Y este fue el punto de partida del comienzo del desastre.
Desde el partido del presidente Ivan Duque, nunca aceptaron que la paz debía llegar al país por medio de una solución negociada y que, entre otras cuestiones, ello obligaba a repensar los límites de la democracia colombiana y de su Estado de Derecho.
Durante sus primeros años en el gobierno, Duque se ha encargado de deslegitimar el Acuerdo de paz. Homologando el término “paz” al término FARC. Ha instrumentalizado el Poder Judicial, evitó aumentar el presupuesto del Plan Nacional de Desarrollo, ha obstaculizado el avance de la Jurisdicción Especial para la Paz y ha criminalizado, bajo la etiqueta de “guerrillera” o “terrorismo”, cualquier reivindicación o protesta social, por muy ajena que resulte a la cuestión del Acuerdo.

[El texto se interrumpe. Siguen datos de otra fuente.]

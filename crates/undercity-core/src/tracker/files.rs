//! Per-task file access records and cross-task conflict prediction.
//!
//! Two sibling tasks that edit the same path will collide at merge time;
//! the tracker exists to predict that before admission. It keeps two
//! persistent artifacts:
//!
//! - `file-tracking.json`: live per-task access records (read/edit).
//! - `routing-profile.json`: learned keyword -> path weights, updated from
//!   each completed task's actual modifications.
//!
//! A cold profile falls back to extracting path-looking tokens straight
//! from the objective text.

use std::collections::{BTreeMap, HashMap};
use std::path::PathBuf;

use serde::{Deserialize, Serialize};
use uuid::Uuid;

use undercity_state::atomic;
use undercity_state::board::tokenize;
use undercity_state::layout::StateLayout;
use undercity_state::StateError;

/// Confidence at or above which a predicted file participates in conflict
/// decisions.
pub const PREDICTION_CONFIDENCE_THRESHOLD: f64 = 0.5;

/// Kind of file access a task performed.
#[derive(Debug, Clone, Copy, PartialEq, Eq, Serialize, Deserialize)]
#[serde(rename_all = "snake_case")]
pub enum AccessKind {
    Read,
    Edit,
}

/// Live record for one tracked task.
#[derive(Debug, Clone, Default, Serialize, Deserialize)]
struct TaskEntry {
    worktree_root: PathBuf,
    /// path -> strongest access kind observed.
    accesses: BTreeMap<String, AccessKind>,
    /// Predicted (path, confidence) pairs registered at admission.
    #[serde(default)]
    predicted: BTreeMap<String, f64>,
}

#[derive(Debug, Clone, Default, Serialize, Deserialize)]
struct TrackingFile {
    tasks: HashMap<Uuid, TaskEntry>,
}

/// Learned keyword -> path weights.
#[derive(Debug, Clone, Default, Serialize, Deserialize)]
struct RoutingProfile {
    /// keyword -> (path -> observation count).
    weights: HashMap<String, HashMap<String, f64>>,
    /// Completed tasks learned from.
    observations: u64,
}

/// File tracker with persistent prediction profile.
#[derive(Debug)]
pub struct FileTracker {
    tracking_path: PathBuf,
    profile_path: PathBuf,
    tasks: HashMap<Uuid, TaskEntry>,
    profile: RoutingProfile,
}

impl FileTracker {
    pub fn open(layout: &StateLayout) -> Result<Self, StateError> {
        let tracking_path = layout.file_tracking_file();
        let profile_path = layout.routing_profile_file();
        let tracking: TrackingFile = atomic::read_json(&tracking_path)?.unwrap_or_default();
        let profile: RoutingProfile = atomic::read_json(&profile_path)?.unwrap_or_default();
        Ok(Self {
            tracking_path,
            profile_path,
            tasks: tracking.tasks,
            profile,
        })
    }

    fn persist_tracking(&self) -> Result<(), StateError> {
        atomic::write_json_atomic(
            &self.tracking_path,
            &TrackingFile {
                tasks: self.tasks.clone(),
            },
        )
    }

    fn persist_profile(&self) -> Result<(), StateError> {
        atomic::write_json_atomic(&self.profile_path, &self.profile)
    }

    /// Begin tracking a task rooted at its worktree.
    pub fn start_task_tracking(
        &mut self,
        task_id: Uuid,
        worktree_root: PathBuf,
    ) -> Result<(), StateError> {
        self.tasks.insert(
            task_id,
            TaskEntry {
                worktree_root,
                ..Default::default()
            },
        );
        self.persist_tracking()
    }

    /// Register the predicted files used for conflict decisions.
    pub fn set_predicted_files(
        &mut self,
        task_id: Uuid,
        predictions: &[(String, f64)],
    ) -> Result<(), StateError> {
        if let Some(entry) = self.tasks.get_mut(&task_id) {
            entry.predicted = predictions.iter().cloned().collect();
            self.persist_tracking()?;
        }
        Ok(())
    }

    /// Record one access. Edits dominate reads for the same path.
    pub fn record_access(
        &mut self,
        task_id: Uuid,
        path: &str,
        kind: AccessKind,
    ) -> Result<(), StateError> {
        let Some(entry) = self.tasks.get_mut(&task_id) else {
            return Ok(());
        };
        let slot = entry.accesses.entry(path.to_owned()).or_insert(kind);
        if kind == AccessKind::Edit {
            *slot = AccessKind::Edit;
        }
        self.persist_tracking()
    }

    /// Stop tracking and drop the task's live record.
    pub fn stop_task_tracking(&mut self, task_id: Uuid) -> Result<(), StateError> {
        self.tasks.remove(&task_id);
        self.persist_tracking()
    }

    /// Paths contested between the given tasks.
    ///
    /// A path is contested when two tasks both edit it, or one edits it
    /// while another predicts it at confidence >=
    /// [`PREDICTION_CONFIDENCE_THRESHOLD`].
    pub fn detect_conflicts(&self, task_ids: &[Uuid]) -> BTreeMap<String, Vec<Uuid>> {
        // path -> tasks that "claim" it (edit, or confident prediction).
        let mut edits: BTreeMap<&str, Vec<Uuid>> = BTreeMap::new();
        let mut claims: BTreeMap<&str, Vec<Uuid>> = BTreeMap::new();

        for id in task_ids {
            let Some(entry) = self.tasks.get(id) else { continue };
            for (path, kind) in &entry.accesses {
                if *kind == AccessKind::Edit {
                    edits.entry(path).or_default().push(*id);
                    claims.entry(path).or_default().push(*id);
                }
            }
            for (path, confidence) in &entry.predicted {
                if *confidence >= PREDICTION_CONFIDENCE_THRESHOLD {
                    claims.entry(path).or_default().push(*id);
                }
            }
        }

        let mut out = BTreeMap::new();
        for (path, claimants) in claims {
            let editors = edits.get(path).map_or(0, Vec::len);
            let mut ids: Vec<Uuid> = claimants;
            ids.sort();
            ids.dedup();
            if editors >= 1 && ids.len() >= 2 {
                out.insert(path.to_owned(), ids);
            }
        }
        out
    }

    /// Predict which files an objective will touch, with confidences in
    /// `0.0..=1.0`, best first.
    ///
    /// Warm path: for each objective keyword with learned weights, each
    /// path scores the keyword's conditional probability of that path;
    /// scores average across contributing keywords. Cold path (no learned
    /// signal): path-looking tokens extracted from the objective at full
    /// confidence.
    pub fn predict_relevant_files(&self, objective: &str, limit: usize) -> Vec<(String, f64)> {
        let keywords = tokenize(objective);
        let mut scores: HashMap<String, f64> = HashMap::new();
        let mut contributing = 0u32;

        for keyword in &keywords {
            let Some(paths) = self.profile.weights.get(keyword) else {
                continue;
            };
            let total: f64 = paths.values().sum();
            if total <= 0.0 {
                continue;
            }
            contributing += 1;
            for (path, weight) in paths {
                *scores.entry(path.clone()).or_default() += weight / total;
            }
        }

        if contributing == 0 {
            return extract_path_candidates(objective)
                .into_iter()
                .take(limit)
                .map(|p| (p, 1.0))
                .collect();
        }

        let mut out: Vec<(String, f64)> = scores
            .into_iter()
            .map(|(path, sum)| (path, sum / f64::from(contributing)))
            .collect();
        out.sort_by(|a, b| b.1.total_cmp(&a.1).then_with(|| a.0.cmp(&b.0)));
        out.truncate(limit);
        out
    }

    /// Learn from a completed task: every objective keyword gains weight
    /// toward every file the task actually modified.
    pub fn learn_from_completion(
        &mut self,
        objective: &str,
        modified_files: &[String],
    ) -> Result<(), StateError> {
        if modified_files.is_empty() {
            return Ok(());
        }
        for keyword in tokenize(objective) {
            let paths = self.profile.weights.entry(keyword).or_default();
            for file in modified_files {
                *paths.entry(file.clone()).or_default() += 1.0;
            }
        }
        self.profile.observations += 1;
        self.persist_profile()
    }

    /// Recorded edit paths for a task (used when ingesting results).
    pub fn edited_files(&self, task_id: Uuid) -> Vec<String> {
        self.tasks
            .get(&task_id)
            .map(|entry| {
                entry
                    .accesses
                    .iter()
                    .filter(|(_, k)| **k == AccessKind::Edit)
                    .map(|(p, _)| p.clone())
                    .collect()
            })
            .unwrap_or_default()
    }
}

/// Extract path-looking tokens from free text: anything containing a `/`
/// or ending in a known source extension.
pub fn extract_path_candidates(text: &str) -> Vec<String> {
    const EXTENSIONS: &[&str] = &[
        ".rs", ".ts", ".tsx", ".js", ".jsx", ".py", ".go", ".toml", ".json", ".md", ".yml",
        ".yaml",
    ];
    let mut out = Vec::new();
    for word in text.split_whitespace() {
        let trimmed = word.trim_matches(|c: char| {
            matches!(c, ',' | ';' | ':' | '(' | ')' | '`' | '"' | '\'' | '?')
        });
        if trimmed.is_empty() || trimmed.contains("://") {
            continue;
        }
        let looks_like_path = trimmed.contains('/')
            && trimmed
                .chars()
                .all(|c| c.is_ascii_alphanumeric() || matches!(c, '/' | '.' | '_' | '-'));
        let has_extension = EXTENSIONS.iter().any(|ext| trimmed.ends_with(ext));
        if (looks_like_path || has_extension) && !out.contains(&trimmed.to_owned()) {
            out.push(trimmed.to_owned());
        }
    }
    out
}

#[cfg(test)]
mod tests {
    use super::*;

    fn open_tracker() -> (tempfile::TempDir, FileTracker) {
        let dir = tempfile::TempDir::new().unwrap();
        let layout = StateLayout::for_project(dir.path());
        layout.ensure().unwrap();
        let tracker = FileTracker::open(&layout).unwrap();
        (dir, tracker)
    }

    #[test]
    fn edits_dominate_reads() {
        let (_dir, mut tracker) = open_tracker();
        let id = Uuid::new_v4();
        tracker.start_task_tracking(id, "/w".into()).unwrap();
        tracker
            .record_access(id, "src/lib.rs", AccessKind::Read)
            .unwrap();
        tracker
            .record_access(id, "src/lib.rs", AccessKind::Edit)
            .unwrap();
        tracker
            .record_access(id, "src/lib.rs", AccessKind::Read)
            .unwrap();
        assert_eq!(tracker.edited_files(id), vec!["src/lib.rs".to_owned()]);
    }

    #[test]
    fn both_edit_is_a_conflict() {
        let (_dir, mut tracker) = open_tracker();
        let a = Uuid::new_v4();
        let b = Uuid::new_v4();
        tracker.start_task_tracking(a, "/wa".into()).unwrap();
        tracker.start_task_tracking(b, "/wb".into()).unwrap();
        tracker
            .record_access(a, "src/router.rs", AccessKind::Edit)
            .unwrap();
        tracker
            .record_access(b, "src/router.rs", AccessKind::Edit)
            .unwrap();
        tracker
            .record_access(b, "src/other.rs", AccessKind::Edit)
            .unwrap();

        let conflicts = tracker.detect_conflicts(&[a, b]);
        assert_eq!(conflicts.len(), 1);
        let tasks = &conflicts["src/router.rs"];
        assert!(tasks.contains(&a) && tasks.contains(&b));
    }

    #[test]
    fn read_vs_edit_is_not_a_conflict() {
        let (_dir, mut tracker) = open_tracker();
        let a = Uuid::new_v4();
        let b = Uuid::new_v4();
        tracker.start_task_tracking(a, "/wa".into()).unwrap();
        tracker.start_task_tracking(b, "/wb".into()).unwrap();
        tracker
            .record_access(a, "src/lib.rs", AccessKind::Edit)
            .unwrap();
        tracker
            .record_access(b, "src/lib.rs", AccessKind::Read)
            .unwrap();

        assert!(tracker.detect_conflicts(&[a, b]).is_empty());
    }

    #[test]
    fn confident_prediction_conflicts_with_edit() {
        let (_dir, mut tracker) = open_tracker();
        let a = Uuid::new_v4();
        let b = Uuid::new_v4();
        tracker.start_task_tracking(a, "/wa".into()).unwrap();
        tracker.start_task_tracking(b, "/wb".into()).unwrap();
        tracker
            .record_access(a, "src/router.rs", AccessKind::Edit)
            .unwrap();
        tracker
            .set_predicted_files(b, &[("src/router.rs".into(), 0.8)])
            .unwrap();

        let conflicts = tracker.detect_conflicts(&[a, b]);
        assert!(conflicts.contains_key("src/router.rs"));

        // A weak prediction does not.
        tracker
            .set_predicted_files(b, &[("src/router.rs".into(), 0.3)])
            .unwrap();
        assert!(tracker.detect_conflicts(&[a, b]).is_empty());
    }

    #[test]
    fn cold_predictor_extracts_paths_from_objective() {
        let (_dir, tracker) = open_tracker();
        let predictions =
            tracker.predict_relevant_files("add retry handling in src/net/client.rs", 5);
        assert_eq!(predictions.len(), 1);
        assert_eq!(predictions[0].0, "src/net/client.rs");
        assert!((predictions[0].1 - 1.0).abs() < f64::EPSILON);
    }

    #[test]
    fn warm_predictor_learns_from_completions() {
        let (_dir, mut tracker) = open_tracker();
        for _ in 0..3 {
            tracker
                .learn_from_completion(
                    "improve websocket router reconnect",
                    &["src/router.rs".into()],
                )
                .unwrap();
        }
        tracker
            .learn_from_completion("unrelated docs change", &["README.md".into()])
            .unwrap();

        let predictions = tracker.predict_relevant_files("fix the websocket router", 5);
        assert!(!predictions.is_empty());
        assert_eq!(predictions[0].0, "src/router.rs");
        assert!(predictions[0].1 >= PREDICTION_CONFIDENCE_THRESHOLD);
    }

    #[test]
    fn profile_persists_across_reopen() {
        let dir = tempfile::TempDir::new().unwrap();
        let layout = StateLayout::for_project(dir.path());
        layout.ensure().unwrap();
        {
            let mut tracker = FileTracker::open(&layout).unwrap();
            tracker
                .learn_from_completion("tune the scheduler", &["src/sched.rs".into()])
                .unwrap();
        }
        let tracker = FileTracker::open(&layout).unwrap();
        let predictions = tracker.predict_relevant_files("tune the scheduler", 5);
        assert_eq!(predictions[0].0, "src/sched.rs");
    }

    #[test]
    fn path_extraction() {
        let paths = extract_path_candidates(
            "touch src/a.rs and lib/b.py, skip https://example.com/x and plain words",
        );
        assert_eq!(paths, vec!["src/a.rs".to_owned(), "lib/b.py".to_owned()]);
    }
}
impl HealthMonitor {
    pub fn new(store: RecoveryStore, registry: WorkerRegistry, config: HealthMonitorConfig) -> Self {
        Self {
            store,
            registry,
            config,
            recovery_attempts: HashMap::new(),
            last_seen: HashMap::new(),
            cancelled_at: HashMap::new(),
        }
    }

    /// Spawn the periodic loop. Returns the join handle and a token that
    /// stops the monitor.
    pub fn spawn(mut self) -> (tokio::task::JoinHandle<()>, CancellationToken) {
        let stop = CancellationToken::new();
        let stop_clone = stop.clone();
        let tick = self.config.tick;
        let handle = tokio::spawn(async move {
            let mut interval = tokio::time::interval(tick);
            interval.set_missed_tick_behavior(tokio::time::MissedTickBehavior::Skip);
            loop {
                tokio::select! {
                    _ = stop_clone.cancelled() => break,
                    _ = interval.tick() => {
                        let actions = self.check_once().await;
                        for action in &actions {
                            tracing::debug!(?action, "health monitor action");
                        }
                    }
                }
            }
        });
        (handle, stop)
    }

    /// One monitoring pass over all active tasks.
    pub async fn check_once(&mut self) -> Vec<HealthAction> {
        let mut actions = Vec::new();
        let active = match self.store.scan_active_tasks() {
            Ok(active) => active,
            Err(e) => {
                tracing::warn!(error = %e, "health monitor failed to scan active tasks");
                return actions;
            }
        };

        let now = SystemTime::now();
        for task in active {
            if let Some(action) = self.check_task(task.task_id, task.batch_id, now).await {
                actions.push(action);
            }
        }
        actions
    }

    async fn check_task(
        &mut self,
        task_id: Uuid,
        batch_id: Uuid,
        now: SystemTime,
    ) -> Option<HealthAction> {
        // Already cancelled: wait out the grace period, then take over.
        if let Some(cancelled_at) = self.cancelled_at.get(&task_id) {
            let elapsed = now.duration_since(*cancelled_at).unwrap_or_default();
            if elapsed < self.config.kill_grace {
                return None;
            }
            return self.mark_stuck(task_id, batch_id);
        }

        let checkpoint = self.store.read_checkpoint(task_id).ok().flatten();
        let mtime = self.store.checkpoint_mtime(task_id).ok().flatten();

        // No checkpoint yet: the worker has not reached its first phase
        // boundary. Leave it alone; worktree creation and the first agent
        // call can legitimately take a while.
        let (checkpoint, mtime) = match (checkpoint, mtime) {
            (Some(c), Some(m)) => (c, m),
            _ => return None,
        };

        // Progress since the last tick always resets suspicion.
        let advanced = self
            .last_seen
            .get(&task_id)
            .is_none_or(|prev| mtime > *prev);
        self.last_seen.insert(task_id, mtime);
        if advanced {
            return None;
        }

        if !checkpoint.phase.is_stuck_eligible() {
            return None;
        }

        let staleness = now.duration_since(mtime).unwrap_or_default();
        if staleness <= self.config.stuck_threshold {
            return None;
        }

        let handle = self.registry.get(task_id);
        let attempts = self.recovery_attempts.entry(task_id).or_insert(0);

        if *attempts < self.config.max_recovery_attempts {
            *attempts += 1;
            if let Some(handle) = &handle {
                let hint = format!(
                    "No progress recorded for {}s while in phase '{}'. \
                     Resume from the last step: {}",
                    staleness.as_secs(),
                    checkpoint.phase,
                    checkpoint.last_step
                );
                let _ = handle.nudge.try_send(hint);
            }
            tracing::warn!(
                task_id = %task_id,
                phase = %checkpoint.phase,
                staleness_secs = staleness.as_secs(),
                "stuck worker, delivered resume hint"
            );
            return Some(HealthAction::Nudged(task_id));
        }

        if let Some(handle) = handle {
            handle.cancel.cancel();
            self.cancelled_at.insert(task_id, now);
            tracing::warn!(task_id = %task_id, "stuck worker cancelled");
            return Some(HealthAction::Cancelled(task_id));
        }

        // No live handle (e.g. worker crashed without cleanup): take over
        // directly.
        self.mark_stuck(task_id, batch_id)
    }

    fn mark_stuck(&mut self, task_id: Uuid, batch_id: Uuid) -> Option<HealthAction> {
        self.cancelled_at.remove(&task_id);
        self.recovery_attempts.remove(&task_id);

        // The worker may have reached a terminal state during the grace
        // period; scan_active_tasks resolves that in favor of completed.
        let still_active = self
            .store
            .scan_active_tasks()
            .ok()?
            .iter()
            .any(|t| t.task_id == task_id);
        if !still_active {
            return None;
        }

        let record = CompletedTaskState {
            task_id,
            batch_id,
            status: TaskStatus::Failed,
            error: Some(ErrorCategory::Stuck),
            error_message: Some("worker made no checkpoint progress and was terminated".into()),
            modified_files: Vec::new(),
            merged_sha: None,
            finished_at: Utc::now(),
        };
        if let Err(e) = self.store.mark_task_completed(&record) {
            tracing::error!(task_id = %task_id, error = %e, "failed to record stuck task");
            return None;
        }
        self.registry.unregister(task_id);
        tracing::warn!(task_id = %task_id, "stuck worker terminated and recorded");
        Some(HealthAction::MarkedStuck(task_id))
    }
}
//! Thin wrapper over the `git` plumbing commands the engine relies on.
//!
//! Only plumbing is used (`worktree`, `fetch`, `rebase`, `merge --ff-only`,
//! `diff --name-only`, `status --porcelain`, `rev-parse`, `push`). Refs
//! passed to these helpers must already be validated by the caller; see
//! [`crate::worktree::validate_ref`].

use std::path::Path;
use std::process::{Command, Output};

use thiserror::Error;

/// Errors from running a git command.
#[derive(Debug, Error)]
pub enum GitError {
    /// The `git` binary could not be executed at all.
    #[error("failed to run git {command}: {source}")]
    Run {
        command: String,
        #[source]
        source: std::io::Error,
    },

    /// Git ran and exited non-zero.
    #[error("git {command} failed (exit {code}): {stderr}")]
    Exit {
        command: String,
        code: i32,
        stderr: String,
    },
}

/// Run a git command in `dir`, returning the raw output regardless of the
/// exit status.
pub fn git_output(dir: &Path, args: &[&str]) -> Result<Output, GitError> {
    Command::new("git")
        .args(args)
        .current_dir(dir)
        .output()
        .map_err(|e| GitError::Run {
            command: args.join(" "),
            source: e,
        })
}

/// Run a git command in `dir` and return trimmed stdout; non-zero exit is
/// an error.
pub fn git(dir: &Path, args: &[&str]) -> Result<String, GitError> {
    let output = git_output(dir, args)?;
    if !output.status.success() {
        return Err(GitError::Exit {
            command: args.join(" "),
            code: output.status.code().unwrap_or(-1),
            stderr: String::from_utf8_lossy(&output.stderr).to_string(),
        });
    }
    Ok(String::from_utf8_lossy(&output.stdout).trim().to_string())
}

/// Run a git command in `dir` and report only whether it succeeded.
pub fn git_ok(dir: &Path, args: &[&str]) -> Result<bool, GitError> {
    Ok(git_output(dir, args)?.status.success())
}
//! Bookkeeping trackers owned by the orchestrator: per-task file accesses
//! with conflict prediction, and rolling rate-limit/budget windows.

pub mod files;
pub mod rate_limit;

pub use files::{AccessKind, FileTracker};
pub use rate_limit::{RateLimitConfig, RateLimitTracker, UsageSummary};
//! `undercity add`: put a task on the board.

use anyhow::{Context, Result};
use chrono::Utc;
use clap::Args;
use uuid::Uuid;

use undercity_state::board::TaskBoard;
use undercity_state::events::{Event, EventLog};
use undercity_state::layout::StateLayout;
use undercity_state::models::{Task, Ticket};

use crate::EXIT_OK;

#[derive(Debug, Args)]
pub struct AddArgs {
    /// What to build
    objective: String,
    /// Higher runs first
    #[arg(long, short = 'p', default_value_t = 0)]
    priority: i32,
    /// Tags (repeatable)
    #[arg(long)]
    tag: Vec<String>,
    /// Parent task id (registers this as a subtask)
    #[arg(long)]
    parent: Option<Uuid>,
    /// Files the task is expected to touch (repeatable)
    #[arg(long = "file")]
    files: Vec<String>,
    /// Longer ticket description
    #[arg(long)]
    description: Option<String>,
    /// Acceptance criteria (repeatable)
    #[arg(long = "criterion")]
    criteria: Vec<String>,
}

pub fn run(layout: &StateLayout, args: AddArgs) -> Result<u8> {
    let mut board = TaskBoard::open(layout.tasks_file())?;

    let mut task = Task::new(args.objective.clone(), args.priority);
    task.tags = args.tag;
    task.parent_id = args.parent;
    if !args.files.is_empty() {
        task.estimated_files = Some(args.files);
    }
    if args.description.is_some() || !args.criteria.is_empty() {
        task.ticket = Some(Ticket {
            description: args.description.unwrap_or_default(),
            acceptance_criteria: args.criteria,
            test_plan: None,
            rationale: None,
        });
    }

    let id = board.add(task).context("failed to add task")?;
    EventLog::new(layout.events_file()).append(&Event::TaskQueued {
        task_id: id,
        objective: args.objective,
        priority: args.priority,
        at: Utc::now(),
    })?;

    println!("{id}");
    Ok(EXIT_OK)
}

De nada sirve un Acuerdo de Paz si no se acompaña de medidas que transformen las condiciones de vulnerabilidad y exclusión social, y de intervenciones que resignifiquen un imaginario social colectivo, preparado para lo que supone, desde todos los extremos, un proceso de construcción de paz. Allí están los resultados a la vista: el quinto país más desigual del mundo, con unos niveles irresueltos en cuanto abandono territorial e institucional de las zonas con mayor presencia del conflicto armado, y en donde la necesaria presencia del Estado en aquellos lugares que abandonan las FARC para asumir el proceso de entrega de armas nunca se cumplió.
Muchos esperaban que ese acuerdo, junto con el fin formal de cinco décadas de guerra civil que mató a más de 250 mil personas y obligó a más de 7 millones a huir de sus casas, abriría un nuevo espacio para la izquierda en el espectro político de Colombia, pero la realidad dista de ser así y los resultados están a la vista: crisis de representación, desconfianza hacia el sistema político en aumento y alta desconexión entre la juventud y la política.